Mãe, 23 anos, G2P1A0, IG=33 semanas e 5 dias, sorologias maternas negativas, pré-natal sem intercorrências. Parto cesárea indicado devido hipertensão materna, bolsa rota no ato, Apgar: 8 e 9. Peso de 1850 gramas. RN foi levado à Unidade de Cuidados Intermediários para monitorização. Encontrava-se em boas condições e exame físico sem anormalidades. Em relação à sepse neonatal, assinale a alternativa correta:

Alternativas

  1. A) Solicitar hemoculturas e monitoramento clínico.
  2. B) Solicitar hemoculturas e iniciar antibioticoterapia de imediato.
  3. C) Solicitar hemograma, proteína C reativa, hemocultura e aguardar resultado de exames para posterior decisão.
  4. D) Esse RN apresenta risco intermediário para sepse.
  5. E) Solicitar hemograma, proteína C reativa, hemocultura e iniciar antibioticoterapia de imediato.

Pérola Clínica

RN com fatores de risco para sepse, mas assintomático → hemocultura + monitoramento clínico rigoroso.

Resumo-Chave

Embora o RN apresente fatores de risco para sepse (prematuridade, bolsa rota no ato da cesárea), ele está assintomático e em boas condições. Nesses casos, a conduta inicial é coletar hemoculturas para identificar possível infecção e realizar monitoramento clínico rigoroso, reservando a antibioticoterapia para sinais de deterioração.

Contexto Educacional

A sepse neonatal é uma das principais causas de morbimortalidade em recém-nascidos, especialmente em prematuros. A sepse precoce (início nas primeiras 72 horas de vida) está geralmente associada a fatores de risco maternos e intraparto, como prematuridade, bolsa rota prolongada e corioamnionite. O reconhecimento precoce e a conduta adequada são cruciais para o prognóstico do neonato, sendo um tema de grande relevância para a residência em Pediatria e Neonatologia. A avaliação de um recém-nascido com fatores de risco para sepse, mas que se apresenta em boas condições e assintomático, requer um julgamento clínico cuidadoso. Nesses casos, a recomendação atual é coletar hemoculturas para identificar uma possível bacteremia e iniciar um monitoramento clínico rigoroso. A antibioticoterapia empírica imediata é reservada para RNs que, além dos fatores de risco, apresentam sinais clínicos de infecção ou deterioração. O monitoramento inclui a observação de sinais vitais, padrão respiratório, perfusão periférica, atividade e alimentação. Se houver qualquer sinal de alerta, a antibioticoterapia deve ser iniciada prontamente. A decisão de suspender os antibióticos após 48-72 horas depende dos resultados das culturas e da evolução clínica do bebê.

Perguntas Frequentes

Quais são os principais fatores de risco para sepse neonatal precoce?

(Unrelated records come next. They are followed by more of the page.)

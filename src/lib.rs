//! EVE Swagger Interface client: invoke operations by name, with transparent OAuth refresh,
//! response caching, page walking, and one classified error taxonomy.

#![deny(clippy::all, missing_docs, unused_crate_dependencies)]

pub mod auth;
pub mod cache;
pub mod call;
pub mod classify;
pub mod client;
pub mod config;
pub mod context;
pub mod error;
pub mod http;
pub mod oauth;
pub mod obs;
pub mod pagination;
pub mod response;
#[cfg(any(test, feature = "test"))]
pub mod _preludet {
	//! Convenience re-exports and helpers for tests; enabled via `cfg(test)` or the `test`
	//! crate feature.

	pub use crate::_prelude::*;

	// std
	use std::{collections::VecDeque, io, time::Duration as StdDuration};
	// crates.io
	use oauth2::{
		HttpRequest, HttpResponse,
		http::{HeaderMap, Method, Uri},
	};
	// self
	use crate::{
		error::TransportError,
		http::{ApiHttpClient, HttpFuture},
	};

	/// Request captured by [`ScriptedTransport`].
	#[derive(Clone, Debug)]
	pub struct RecordedRequest {
		/// HTTP method.
		pub method: Method,
		/// Full request URI.
		pub uri: Uri,
		/// Request headers.
		pub headers: HeaderMap,
		/// Raw body.
		pub body: Vec<u8>,
	}
	impl RecordedRequest {
		/// Returns the header value for `name` when it is valid UTF-8.
		pub fn header(&self, name: &str) -> Option<&str> {
			self.headers.get(name).and_then(|value| value.to_str().ok())
		}
	}

	/// [`ApiHttpClient`] replaying canned responses in order and recording every request.
	///
	/// Once the script runs out, requests fail with a connection-refused transport error.
	#[derive(Debug, Default)]
	pub struct ScriptedTransport {
		responses: Mutex<VecDeque<HttpResponse>>,
		requests: Mutex<Vec<RecordedRequest>>,
	}
	impl ScriptedTransport {
		/// Creates a transport replaying `responses`.
		pub fn new(responses: impl IntoIterator<Item = HttpResponse>) -> Arc<Self> {
			Arc::new(Self {
				responses: Mutex::new(responses.into_iter().collect()),
				requests: Default::default(),
			})
		}

		/// Creates a transport whose every request fails in transport.
		pub fn empty() -> Arc<Self> {
			Arc::new(Self::default())
		}

		/// Requests received so far, in order.
		pub fn requests(&self) -> Vec<RecordedRequest> {
			self.requests.lock().clone()
		}
	}
	impl ApiHttpClient for ScriptedTransport {
		fn send(&self, request: HttpRequest, _: StdDuration) -> HttpFuture<'_> {
			let (parts, body) = request.into_parts();

			self.requests.lock().push(RecordedRequest {
				method: parts.method,
				uri: parts.uri,
				headers: parts.headers,
				body,
			});

			let next = self.responses.lock().pop_front();

			Box::pin(async move {
				next.ok_or_else(|| {
					TransportError::from(io::Error::new(
						io::ErrorKind::ConnectionRefused,
						"Scripted transport has no responses left.",
					))
				})
			})
		}
	}

	/// Builds a JSON response with `status` and a raw `body`.
	pub fn json_response(status: u16, body: &str) -> HttpResponse {
		oauth2::http::Response::builder()
			.status(status)
			.header("content-type", "application/json")
			.body(body.as_bytes().to_vec())
			.expect("Scripted response should build.")
	}
}

mod _prelude {
	pub use std::{
		collections::{BTreeMap, HashMap},
		fmt::{Debug, Display, Formatter, Result as FmtResult},
		future::Future,
		pin::Pin,
		str::FromStr,
		sync::Arc,
	};

	pub use async_lock::Mutex as AsyncMutex;
	pub use parking_lot::{Mutex, RwLock};
	#[cfg(feature = "reqwest")]
	pub use reqwest::{Client as ReqwestClient, Error as ReqwestError};
	pub use serde::{Deserialize, Serialize};
	pub use serde_json::Value;
	pub use thiserror::Error as ThisError;
	pub use time::{Duration, OffsetDateTime};
	pub use url::Url;

	pub use crate::error::{Error, Result};
}

pub use oauth2;
#[cfg(feature = "reqwest")] pub use reqwest;
pub use url;
#[cfg(test)] use {color_eyre as _, httpmock as _};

Os principais fatores incluem prematuridade, bolsa rota prolongada (>18h), corioamnionite materna, febre materna intraparto, colonização materna por Estreptococo do Grupo B (GBS) não tratada e infecção urinária materna não tratada.

Quando iniciar antibioticoterapia empírica para sepse neonatal?

A antibioticoterapia empírica deve ser iniciada imediatamente em recém-nascidos com fatores de risco E sinais clínicos de sepse. Em RNs com fatores de risco, mas assintomáticos, a conduta é coletar exames e monitorar.

Qual a importância da hemocultura no diagnóstico de sepse neonatal?

A hemocultura é o padrão-ouro para o diagnóstico definitivo de sepse neonatal, pois identifica o agente etiológico e permite o teste de sensibilidade aos antibióticos, guiando a terapia antimicrobiana específica.